Когда же биологическая смерть все-таки наступала, человек лишался последнего права – права оставить память о себе. В европейской, даже секуляризованной, культуре вопрос о сохранении своего следа в мире после кончины был исключительно важен, этот след являлся своеобразной альтернативой физическому бессмертию. Поэтому погребальный обряд, его внешние формы и содержание, соотносился с качеством, уровнем прожитой жизни, становился маркером достойной и недостойной смерти. Военных хоронили с воинскими почестями, самоубийц не отпевали и закапывали за оградой кладбища, тела христианских мучеников, помещенные в раки, ставили в соборах для почитания. Достойная смерть могла оправдать недостойную жизнь, и наоборот: недостойная смерть накладывала печать на всю прожитую человеком жизнь, вызывала в сознании (особенно религиозном) множество вопросов об истинном образе и уровне жизни человека, считавшегося при жизни достойным членом общества. Смерть задает масштаб человеческой жизни, погребальный ритуал и надгробный монумент становятся сублимацией памяти о человеке.

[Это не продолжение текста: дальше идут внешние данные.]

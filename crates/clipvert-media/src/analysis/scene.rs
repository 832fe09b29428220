//! Scene segmentation.
//!
//! Divides the frame timeline into scene-homogeneous intervals by running
//! a luminance-histogram content detector over downscaled fixed-rate
//! samples. A cut is declared where the histogram similarity of
//! consecutive samples drops below the threshold. Degenerate results
//! (zero detected scenes, or more than the cap) collapse to a single
//! interval spanning the whole video.

use std::path::Path;

use image::GrayImage;
use tracing::{debug, info};

use clipvert_models::{normalize_scenes, scenes_from_cuts, CropAnalysisConfig, SceneInterval};

use crate::error::{MediaError, MediaResult};
use crate::probe::VideoInfo;

use super::sampling::sample_at_rate;

/// Histogram bins for frame comparison.
const HISTOGRAM_BINS: usize = 64;

/// Detect scene intervals covering `[0, total_frames)`.
pub async fn detect_scenes(
    video: impl AsRef<Path>,
    info: &VideoInfo,
    config: &CropAnalysisConfig,
    workdir: &Path,
) -> MediaResult<Vec<SceneInterval>> {
    let video = video.as_ref();

    if info.total_frames == 0 {
        return Err(MediaError::decode(format!(
            "no frames in {}",
            video.display()
        )));
    }

    let sample_dir = workdir.join("scene_samples");
    tokio::fs::create_dir_all(&sample_dir).await?;

    let samples = sample_at_rate(
        video,
        config.scene_sample_fps,
        Some(config.scene_downscale_width),
        &sample_dir,
    )
    .await
    .map_err(|e| match e {
        MediaError::NoFramesAvailable => {
            MediaError::decode(format!("no scene samples from {}", video.display()))
        }
        other => other,
    })?;

    let histograms: Vec<Vec<f32>> = samples
        .iter()
        .map(|s| luma_histogram(&s.image.to_luma8()))
        .collect();

    let cut_samples = detect_cut_samples(&histograms, config.scene_threshold);
    let cuts: Vec<u64> = cut_samples
        .iter()
        .map(|&i| sample_to_frame(i, info.fps, config.scene_sample_fps))
        .collect();

    let detected = scenes_from_cuts(&cuts, info.total_frames);
    debug!(
        samples = samples.len(),
        cuts = cuts.len(),
        scenes = detected.len(),
        "scene detection pass"
    );

    let scenes = normalize_scenes(detected, info.total_frames, config.max_scenes);
    if scenes.len() == 1 && !cuts.is_empty() {
        info!("scene list collapsed to a single interval");
    }
    Ok(scenes)
}

/// Indices of samples that open a new scene.
///
/// Sample `i` is a cut when its histogram's similarity to sample `i - 1`
/// falls below `threshold`.
pub fn detect_cut_samples(histograms: &[Vec<f32>], threshold: f32) -> Vec<usize> {
    histograms
        .windows(2)
        .enumerate()
        .filter(|(_, pair)| histogram_intersection(&pair[0], &pair[1]) < threshold as f64)
        .map(|(i, _)| i + 1)
        .collect()
}

/// Map a sample index to a source frame index.
pub fn sample_to_frame(sample_index: usize, source_fps: f64, sample_fps: f64) -> u64 {
    if sample_fps <= 0.0 {
        return 0;
    }
    (sample_index as f64 * source_fps / sample_fps).round() as u64
}

/// Normalized luminance histogram (sums to 1 for a non-empty image).
pub fn luma_histogram(luma: &GrayImage) -> Vec<f32> {
    let mut bins = vec![0.0f32; HISTOGRAM_BINS];
    let pixels = luma.as_raw();
    if pixels.is_empty() {
        return bins;
    }
    let scale = HISTOGRAM_BINS as f32 / 256.0;
    for &p in pixels {
        bins[(p as f32 * scale) as usize] += 1.0;
    }
    let total = pixels.len() as f32;
    for bin in &mut bins {
        *bin /= total;
    }
    bins
}

/// Histogram intersection similarity in `[0, 1]`; 1 means identical.
pub fn histogram_intersection(h1: &[f32], h2: &[f32]) -> f64 {
    if h1.len() != h2.len() || h1.is_empty() {
        return 0.0;
    }

    let mut intersection = 0.0f64;
    let mut sum1 = 0.0f64;
    let mut sum2 = 0.0f64;
    for (a, b) in h1.iter().zip(h2.iter()) {
        intersection += (*a as f64).min(*b as f64);
        sum1 += *a as f64;
        sum2 += *b as f64;
    }

    let denominator = sum1.min(sum2);
    if denominator > 0.0 {
        intersection / denominator
    } else {
        0.0
    }
}

#[cfg(test)]
mod tests {
    use super::*;
    use image::Luma;

    #[test]
    fn test_histogram_intersection_identical() {
        let h = vec![0.25, 0.25, 0.25, 0.25];
        assert!((histogram_intersection(&h, &h) - 1.0).abs() < 1e-6);
    }

    #[test]
    fn test_histogram_intersection_disjoint() {
        let h1 = vec![1.0, 0.0, 0.0, 0.0];
        let h2 = vec![0.0, 0.0, 0.0, 1.0];
        assert!(histogram_intersection(&h1, &h2) < 0.01);
    }

    #[test]
    fn test_luma_histogram_normalized() {
        let dark = GrayImage::from_pixel(8, 8, Luma([10u8]));
        let hist = luma_histogram(&dark);
        assert!((hist.iter().sum::<f32>() - 1.0).abs() < 1e-5);
        assert!((hist[2] - 1.0).abs() < 1e-5); // 10 * 64 / 256 = 2
    }

    #[test]
    fn test_detect_cut_samples_flags_content_change() {
        let dark = luma_histogram(&GrayImage::from_pixel(8, 8, Luma([10u8])));
        let bright = luma_histogram(&GrayImage::from_pixel(8, 8, Luma([240u8])));

        let hists = vec![dark.clone(), dark.clone(), bright.clone(), bright];
        let cuts = detect_cut_samples(&hists, 0.6);
        assert_eq!(cuts, vec![2]);
    }

    #[test]
    fn test_detect_cut_samples_stable_content() {
        let dark = luma_histogram(&GrayImage::from_pixel(8, 8, Luma([10u8])));
        let hists = vec![dark.clone(), dark.clone(), dark];
        assert!(detect_cut_samples(&hists, 0.6).is_empty());
    }

    #[test]
    fn test_sample_to_frame() {
        // 1 fps sampling of a 30 fps source: sample 2 is frame 60.
        assert_eq!(sample_to_frame(2, 30.0, 1.0), 60);
        assert_eq!(sample_to_frame(3, 29.97, 1.0), 90);
    }
}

Именно эту память стирали в Концентрационном мире. Еще при жизни в лагере человек лишался самоидентификации, имени, стереотипов поведения, способности мыслить, то есть, как уже говорилось, максимально приближался к животному. Человек не жил. После его смерти уничтожались все документы, с ним связанные. «Их фотографии, – вспоминала С. Шмаглевская, – которые хранились вместе с паспортами, начали сжигать… Эсэсовец Першель лично наблюдал за тем, как свозили в огромную кучу гигантские картотеки, несколько дней внимательно следил за нами, пока мы не закончили эту работу, а потом сам поджег и позаботился о том, чтобы сгорело все до единой бумажки… Документы, имена и фамилии, даты рождений, собственноручные подписи, фотографии, хранившие выражения лиц, адреса с разных сторон Европы – все это погибло в огне»[674]. С имущества погибших удаляли все знаки, указывающие на производителей и хозяев вещей. Суммируя, можно сказать, что таким образом гибли остатки повседневности человека. Единственное, что в лучшем случае от него оставалось, – это визуальная память о повседневном. Таким образом, после смерти узника можно было сказать не «его не стало», а «его и не было». То есть даже призрачную «экзистенцию жизни» нельзя было противопоставить смерти. Это «прижизненное небытие» подчеркивалось или даже утверждалось превращением человека в пепел.
Тело, оставшееся после смерти человека (труп), является самым наглядным свидетельством о смерти, ее причинах. Что же касается лагеря, то именно труп является самым важным свидетелем того, что происходит и происходило в лагере. Труп есть предел человека, но предел, который не является частью человека. Труп предусматривает локус погребения (могилу), который после смерти человека остается наиболее выразительным знаком его ухода из жизни, имеющим многоуровневую семантику (ухоженная или заброшенная, есть памятник или нет, тип памятника, окружающее могилу пространство и т. д.). Могила человека становится частью окружающего пространства, одной из канонических форм культуры. Могилы можно и нужно чтить, они наследуют качества и свойства личности – могилам святых в православной традиции поклоняются, от них берут песок и землю, могилы врагов или палачей клянут, пачкают, оскверняют и уничтожают.